DATASET CONTENT
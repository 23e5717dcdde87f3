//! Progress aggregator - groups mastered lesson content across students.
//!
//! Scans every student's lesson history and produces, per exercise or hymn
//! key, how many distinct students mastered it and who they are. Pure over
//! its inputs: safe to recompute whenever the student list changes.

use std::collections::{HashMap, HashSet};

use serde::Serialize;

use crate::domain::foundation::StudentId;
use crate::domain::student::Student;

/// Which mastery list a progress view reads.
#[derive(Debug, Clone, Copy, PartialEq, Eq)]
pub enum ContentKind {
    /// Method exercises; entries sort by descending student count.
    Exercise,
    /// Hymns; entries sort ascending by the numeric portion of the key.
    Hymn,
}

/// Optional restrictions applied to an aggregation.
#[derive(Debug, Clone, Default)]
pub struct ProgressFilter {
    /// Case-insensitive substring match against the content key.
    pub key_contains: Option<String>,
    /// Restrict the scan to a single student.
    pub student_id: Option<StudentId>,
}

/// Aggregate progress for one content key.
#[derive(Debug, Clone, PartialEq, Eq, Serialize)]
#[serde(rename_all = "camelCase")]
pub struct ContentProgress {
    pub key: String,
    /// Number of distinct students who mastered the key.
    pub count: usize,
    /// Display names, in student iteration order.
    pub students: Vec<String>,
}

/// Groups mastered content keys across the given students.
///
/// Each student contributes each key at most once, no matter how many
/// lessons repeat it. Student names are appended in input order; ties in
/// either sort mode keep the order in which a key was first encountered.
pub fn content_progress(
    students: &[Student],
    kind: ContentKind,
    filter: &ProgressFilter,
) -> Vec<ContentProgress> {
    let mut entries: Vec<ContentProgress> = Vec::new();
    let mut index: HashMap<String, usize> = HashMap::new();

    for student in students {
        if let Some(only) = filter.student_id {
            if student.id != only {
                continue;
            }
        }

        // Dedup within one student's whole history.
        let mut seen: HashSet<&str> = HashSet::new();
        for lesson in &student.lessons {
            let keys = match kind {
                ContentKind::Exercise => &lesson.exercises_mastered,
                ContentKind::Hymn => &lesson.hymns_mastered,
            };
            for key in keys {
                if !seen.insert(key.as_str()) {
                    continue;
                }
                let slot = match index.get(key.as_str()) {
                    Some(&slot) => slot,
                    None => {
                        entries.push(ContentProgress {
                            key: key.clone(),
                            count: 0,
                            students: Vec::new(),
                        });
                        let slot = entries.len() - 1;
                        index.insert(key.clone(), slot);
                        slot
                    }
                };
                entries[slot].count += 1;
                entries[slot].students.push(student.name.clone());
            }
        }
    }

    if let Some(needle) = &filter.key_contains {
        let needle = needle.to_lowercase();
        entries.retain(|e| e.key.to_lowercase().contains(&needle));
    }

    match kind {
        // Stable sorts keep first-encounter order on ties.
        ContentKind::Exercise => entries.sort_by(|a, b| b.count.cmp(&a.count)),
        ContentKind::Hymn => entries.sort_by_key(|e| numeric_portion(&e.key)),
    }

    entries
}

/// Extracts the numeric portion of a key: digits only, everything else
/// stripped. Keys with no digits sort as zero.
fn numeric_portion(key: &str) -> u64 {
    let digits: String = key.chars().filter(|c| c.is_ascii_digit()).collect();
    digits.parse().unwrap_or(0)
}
---
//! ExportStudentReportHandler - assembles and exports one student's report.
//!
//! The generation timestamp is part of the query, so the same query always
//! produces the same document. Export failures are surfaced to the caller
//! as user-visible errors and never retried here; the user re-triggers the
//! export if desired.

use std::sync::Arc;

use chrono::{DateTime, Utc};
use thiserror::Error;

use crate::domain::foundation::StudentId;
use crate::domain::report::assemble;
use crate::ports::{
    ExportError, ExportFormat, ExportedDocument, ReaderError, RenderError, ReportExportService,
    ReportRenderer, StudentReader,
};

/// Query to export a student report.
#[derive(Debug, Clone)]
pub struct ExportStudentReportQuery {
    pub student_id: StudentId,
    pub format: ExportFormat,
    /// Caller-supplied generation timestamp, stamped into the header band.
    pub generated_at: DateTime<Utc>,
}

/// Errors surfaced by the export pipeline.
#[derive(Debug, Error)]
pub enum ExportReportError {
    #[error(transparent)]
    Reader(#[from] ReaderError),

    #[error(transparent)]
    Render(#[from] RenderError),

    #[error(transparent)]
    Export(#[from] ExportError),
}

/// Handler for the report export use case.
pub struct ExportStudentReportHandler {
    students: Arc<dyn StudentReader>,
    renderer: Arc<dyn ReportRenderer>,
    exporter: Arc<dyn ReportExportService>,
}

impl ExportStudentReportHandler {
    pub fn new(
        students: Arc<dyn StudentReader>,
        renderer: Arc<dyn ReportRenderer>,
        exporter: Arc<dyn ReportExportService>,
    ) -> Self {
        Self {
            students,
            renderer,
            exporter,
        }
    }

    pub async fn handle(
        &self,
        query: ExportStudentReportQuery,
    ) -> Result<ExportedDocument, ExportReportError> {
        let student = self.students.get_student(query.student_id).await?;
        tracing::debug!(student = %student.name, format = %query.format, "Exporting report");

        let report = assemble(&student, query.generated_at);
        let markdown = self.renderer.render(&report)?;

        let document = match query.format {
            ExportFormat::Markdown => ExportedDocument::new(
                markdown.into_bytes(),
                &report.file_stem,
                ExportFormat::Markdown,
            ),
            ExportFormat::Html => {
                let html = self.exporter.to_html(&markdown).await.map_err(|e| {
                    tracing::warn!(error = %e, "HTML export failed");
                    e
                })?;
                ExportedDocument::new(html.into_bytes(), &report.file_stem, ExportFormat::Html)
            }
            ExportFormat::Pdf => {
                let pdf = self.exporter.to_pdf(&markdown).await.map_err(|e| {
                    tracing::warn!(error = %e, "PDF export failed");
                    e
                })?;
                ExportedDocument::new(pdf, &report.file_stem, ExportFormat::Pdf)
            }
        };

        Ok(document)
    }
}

WORK REQUEST
Look back at the data above. Transcribe exactly the lines starting at the line that contains "pub async fn" and ending at the line that contains "let document = match".

TASK SOLUTION
    pub async fn handle(
        &self,
        query: ExportStudentReportQuery,
    ) -> Result<ExportedDocument, ExportReportError> {
        let student = self.students.get_student(query.student_id).await?;
        tracing::debug!(student = %student.name, format = %query.format, "Exporting report");

        let report = assemble(&student, query.generated_at);
        let markdown = self.renderer.render(&report)?;

        let document = match query.format {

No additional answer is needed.